[[ SUPPLIED MATERIAL open ]]

use core::iter::FusedIterator;

use crate::{
    FRAME_OVERHEAD, START_MARKER,
    decode::{DecodeError, DecodeErrorKind},
    frame::{DecodedFrame, decode, read_length_field},
};

/// Where a [`FrameScanner`] resumes after it has decoded a frame.
#[derive(Debug, Clone, Copy, Default, PartialEq, Eq, Hash)]
pub enum ScanAdvance {
    /// Resume directly after the frame's checksum trailer.
    #[default]
    FullFrame,
    /// Resume `length + 1` bytes after the start marker, i.e. inside the frame.
    ///
    /// Any start marker byte in the rest of the frame is picked up as a new frame.
    LengthField,
    /// Resume one byte after the end of the frame, like the desktop terminal
    /// tool. A frame that immediately follows another one is skipped.
    FullFramePlusOne,
}

impl ScanAdvance {
    fn next_offset(self, start: usize, length: usize) -> usize {
        match self {
            Self::FullFrame => start + length + FRAME_OVERHEAD,
            Self::LengthField => start + length + 1,
            Self::FullFramePlusOne => start + length + FRAME_OVERHEAD + 1,
        }
    }
}

/// Lazily walks a captured buffer and decodes every frame in it.
///
/// Bytes outside of frames are skipped. The first error ends the scan: a
/// frame running past the end of the buffer yields
/// [`DecodeErrorKind::UnexpectedEnd`], a bad length field yields
/// [`DecodeErrorKind::MalformedLength`].
#[derive(Debug, Clone)]
pub struct FrameScanner<'a> {
    buffer: &'a [u8],
    offset: usize,
    advance: ScanAdvance,
    done: bool,
}

impl<'a> FrameScanner<'a> {
    pub fn new(buffer: &'a [u8], advance: ScanAdvance) -> Self {
        Self {
            buffer,
            offset: 0,
            advance,
            done: false,
        }
    }

    /// Position of the scan cursor within the buffer.
    pub fn offset(&self) -> usize {
        self.offset
    }

    fn decode_at(&self, start: usize) -> Result<(&'a [u8], DecodedFrame, usize), DecodeError> {
        let length = read_length_field(&self.buffer[start..])?;
        let bytes = self
            .buffer
            .get(start..start + length + FRAME_OVERHEAD)
            .ok_or_else(|| DecodeError::new::<Self>(DecodeErrorKind::UnexpectedEnd))?;

        Ok((bytes, decode(bytes)?, length))
    }

    /// Like [`Iterator::next`], but also hands out the frame's bytes within
    /// the scanned buffer.
    pub fn next_with_bytes(&mut self) -> Option<Result<(&'a [u8], DecodedFrame), DecodeError>> {
        if self.done {
            return None;
        }

        while self.offset < self.buffer.len() {
            if self.buffer[self.offset] != START_MARKER {
                self.offset += 1;
                continue;
            }

            let start = self.offset;
            return Some(match self.decode_at(start) {
                Ok((bytes, frame, length)) => {
                    self.offset = self.advance.next_offset(start, length);
                    Ok((bytes, frame))
                }
                Err(e) => {
                    self.done = true;
                    Err(e)
                }
            });
        }

        self.done = true;
        None
    }
}

impl Iterator for FrameScanner<'_> {
    type Item = Result<DecodedFrame, DecodeError>;

    fn next(&mut self) -> Option<Self::Item> {
        self.next_with_bytes()
            .map(|result| result.map(|(_, frame)| frame))
    }
}

impl FusedIterator for FrameScanner<'_> {}

/// Scans `buffer` for frames, resuming after each whole frame.
pub fn scan(buffer: &[u8]) -> FrameScanner<'_> {
    FrameScanner::new(buffer, ScanAdvance::default())
}

/// Scans `buffer` for frames with the given resume policy.
pub fn scan_with(buffer: &[u8], advance: ScanAdvance) -> FrameScanner<'_> {
    FrameScanner::new(buffer, advance)
}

[[ SUPPLIED MATERIAL closed ]]

- WHAT IS NEEDED -
Exactly reproduce every line of the data above.

- RESULT OF THIS EXERCISE -
use core::iter::FusedIterator;

use crate::{
    FRAME_OVERHEAD, START_MARKER,
    decode::{DecodeError, DecodeErrorKind},
    frame::{DecodedFrame, decode, read_length_field},
};

/// Where a [`FrameScanner`] resumes after it has decoded a frame.
#[derive(Debug, Clone, Copy, Default, PartialEq, Eq, Hash)]
pub enum ScanAdvance {
    /// Resume directly after the frame's checksum trailer.
    #[default]
    FullFrame,
    /// Resume `length + 1` bytes after the start marker, i.e. inside the frame.
    ///
    /// Any start marker byte in the rest of the frame is picked up as a new frame.
    LengthField,
    /// Resume one byte after the end of the frame, like the desktop terminal
    /// tool. A frame that immediately follows another one is skipped.
    FullFramePlusOne,
}

impl ScanAdvance {
    fn next_offset(self, start: usize, length: usize) -> usize {
        match self {
            Self::FullFrame => start + length + FRAME_OVERHEAD,
            Self::LengthField => start + length + 1,
            Self::FullFramePlusOne => start + length + FRAME_OVERHEAD + 1,
        }
    }
}

/// Lazily walks a captured buffer and decodes every frame in it.
///
/// Bytes outside of frames are skipped. The first error ends the scan: a
/// frame running past the end of the buffer yields
/// [`DecodeErrorKind::UnexpectedEnd`], a bad length field yields
/// [`DecodeErrorKind::MalformedLength`].
#[derive(Debug, Clone)]
pub struct FrameScanner<'a> {
    buffer: &'a [u8],
    offset: usize,
    advance: ScanAdvance,
    done: bool,
}

impl<'a> FrameScanner<'a> {
    pub fn new(buffer: &'a [u8], advance: ScanAdvance) -> Self {
        Self {
            buffer,
            offset: 0,
            advance,
            done: false,
        }
    }

    /// Position of the scan cursor within the buffer.
    pub fn offset(&self) -> usize {
        self.offset
    }

    fn decode_at(&self, start: usize) -> Result<(&'a [u8], DecodedFrame, usize), DecodeError> {
        let length = read_length_field(&self.buffer[start..])?;
        let bytes = self
            .buffer
            .get(start..start + length + FRAME_OVERHEAD)
            .ok_or_else(|| DecodeError::new::<Self>(DecodeErrorKind::UnexpectedEnd))?;

        Ok((bytes, decode(bytes)?, length))
    }

    /// Like [`Iterator::next`], but also hands out the frame's bytes within
    /// the scanned buffer.
    pub fn next_with_bytes(&mut self) -> Option<Result<(&'a [u8], DecodedFrame), DecodeError>> {
        if self.done {
            return None;
        }

        while self.offset < self.buffer.len() {
            if self.buffer[self.offset] != START_MARKER {
                self.offset += 1;
                continue;
            }

            let start = self.offset;
            return Some(match self.decode_at(start) {
                Ok((bytes, frame, length)) => {
                    self.offset = self.advance.next_offset(start, length);
                    Ok((bytes, frame))
                }
                Err(e) => {
                    self.done = true;
                    Err(e)
                }
            });
        }

        self.done = true;
        None
    }
}

impl Iterator for FrameScanner<'_> {
    type Item = Result<DecodedFrame, DecodeError>;

    fn next(&mut self) -> Option<Self::Item> {
        self.next_with_bytes()
            .map(|result| result.map(|(_, frame)| frame))
    }
}

impl FusedIterator for FrameScanner<'_> {}

/// Scans `buffer` for frames, resuming after each whole frame.
pub fn scan(buffer: &[u8]) -> FrameScanner<'_> {
    FrameScanner::new(buffer, ScanAdvance::default())
}

/// Scans `buffer` for frames with the given resume policy.
pub fn scan_with(buffer: &[u8], advance: ScanAdvance) -> FrameScanner<'_> {
    FrameScanner::new(buffer, advance)
}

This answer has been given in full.